- **Problem requirements**
Return the data below exactly, stopping after the line with "pub fn move_to(&mut".

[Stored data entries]

-.-.-

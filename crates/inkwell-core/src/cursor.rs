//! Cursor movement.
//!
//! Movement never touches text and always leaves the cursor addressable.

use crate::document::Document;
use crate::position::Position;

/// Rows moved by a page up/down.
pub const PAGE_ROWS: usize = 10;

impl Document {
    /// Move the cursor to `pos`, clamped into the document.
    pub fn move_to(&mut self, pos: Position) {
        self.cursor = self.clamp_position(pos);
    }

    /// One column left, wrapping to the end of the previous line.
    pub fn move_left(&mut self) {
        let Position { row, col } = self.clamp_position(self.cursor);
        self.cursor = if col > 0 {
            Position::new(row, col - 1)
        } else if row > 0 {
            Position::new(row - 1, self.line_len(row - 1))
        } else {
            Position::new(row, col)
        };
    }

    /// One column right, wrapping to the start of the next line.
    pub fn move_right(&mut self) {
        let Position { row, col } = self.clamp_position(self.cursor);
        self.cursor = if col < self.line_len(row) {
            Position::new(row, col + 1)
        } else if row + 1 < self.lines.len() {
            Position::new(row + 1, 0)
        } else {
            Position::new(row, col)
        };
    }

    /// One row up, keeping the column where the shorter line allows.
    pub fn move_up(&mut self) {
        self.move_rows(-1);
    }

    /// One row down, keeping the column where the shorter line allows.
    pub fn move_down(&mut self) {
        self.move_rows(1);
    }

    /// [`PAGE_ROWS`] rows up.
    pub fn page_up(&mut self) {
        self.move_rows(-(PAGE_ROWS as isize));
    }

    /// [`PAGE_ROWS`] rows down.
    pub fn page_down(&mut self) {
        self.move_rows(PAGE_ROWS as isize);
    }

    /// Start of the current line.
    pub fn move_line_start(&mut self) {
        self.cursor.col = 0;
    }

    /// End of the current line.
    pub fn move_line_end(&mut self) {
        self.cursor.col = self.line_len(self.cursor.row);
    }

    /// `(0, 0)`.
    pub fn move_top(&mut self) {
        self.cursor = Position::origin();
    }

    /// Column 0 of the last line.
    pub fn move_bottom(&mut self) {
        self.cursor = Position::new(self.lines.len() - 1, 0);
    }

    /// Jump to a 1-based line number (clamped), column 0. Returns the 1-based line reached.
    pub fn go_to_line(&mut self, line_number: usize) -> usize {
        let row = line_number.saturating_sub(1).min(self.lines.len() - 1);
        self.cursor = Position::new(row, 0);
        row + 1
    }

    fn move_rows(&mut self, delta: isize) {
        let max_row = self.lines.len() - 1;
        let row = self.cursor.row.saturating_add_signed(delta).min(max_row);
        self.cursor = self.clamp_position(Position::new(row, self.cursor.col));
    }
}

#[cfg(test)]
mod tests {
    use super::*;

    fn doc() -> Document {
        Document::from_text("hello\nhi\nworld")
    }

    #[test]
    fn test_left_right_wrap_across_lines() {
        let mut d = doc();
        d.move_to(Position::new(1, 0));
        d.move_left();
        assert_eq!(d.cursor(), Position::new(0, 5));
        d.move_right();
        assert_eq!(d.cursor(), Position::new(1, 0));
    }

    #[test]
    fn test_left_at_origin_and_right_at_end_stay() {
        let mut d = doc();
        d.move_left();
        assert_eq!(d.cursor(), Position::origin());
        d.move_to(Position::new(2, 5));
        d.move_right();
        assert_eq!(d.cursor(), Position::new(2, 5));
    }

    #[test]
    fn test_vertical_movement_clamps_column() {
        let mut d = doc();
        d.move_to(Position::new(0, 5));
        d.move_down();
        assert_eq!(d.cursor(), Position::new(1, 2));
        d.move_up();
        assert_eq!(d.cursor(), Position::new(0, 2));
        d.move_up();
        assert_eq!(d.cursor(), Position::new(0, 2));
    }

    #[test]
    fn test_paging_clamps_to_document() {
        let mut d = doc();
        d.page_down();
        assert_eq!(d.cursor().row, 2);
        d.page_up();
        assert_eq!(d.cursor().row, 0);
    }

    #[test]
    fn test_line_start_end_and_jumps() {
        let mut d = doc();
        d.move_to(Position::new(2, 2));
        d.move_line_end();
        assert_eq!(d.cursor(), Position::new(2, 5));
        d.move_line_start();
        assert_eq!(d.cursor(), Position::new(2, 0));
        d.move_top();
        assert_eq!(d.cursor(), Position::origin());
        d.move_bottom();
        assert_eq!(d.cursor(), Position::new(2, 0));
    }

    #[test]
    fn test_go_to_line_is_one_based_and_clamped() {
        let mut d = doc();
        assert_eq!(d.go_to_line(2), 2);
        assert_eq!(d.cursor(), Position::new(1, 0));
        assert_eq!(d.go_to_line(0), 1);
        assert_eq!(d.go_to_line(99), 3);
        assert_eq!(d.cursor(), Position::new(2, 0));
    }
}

-.-.-

- **Response box**
filename crates/inkwell-core/src/cursor.rs
//! Cursor movement.
//!
//! Movement never touches text and always leaves the cursor addressable.

use crate::document::Document;
use crate::position::Position;

/// Rows moved by a page up/down.
pub const PAGE_ROWS: usize = 10;

impl Document {
    /// Move the cursor to `pos`, clamped into the document.
    pub fn move_to(&mut self, pos: Position) {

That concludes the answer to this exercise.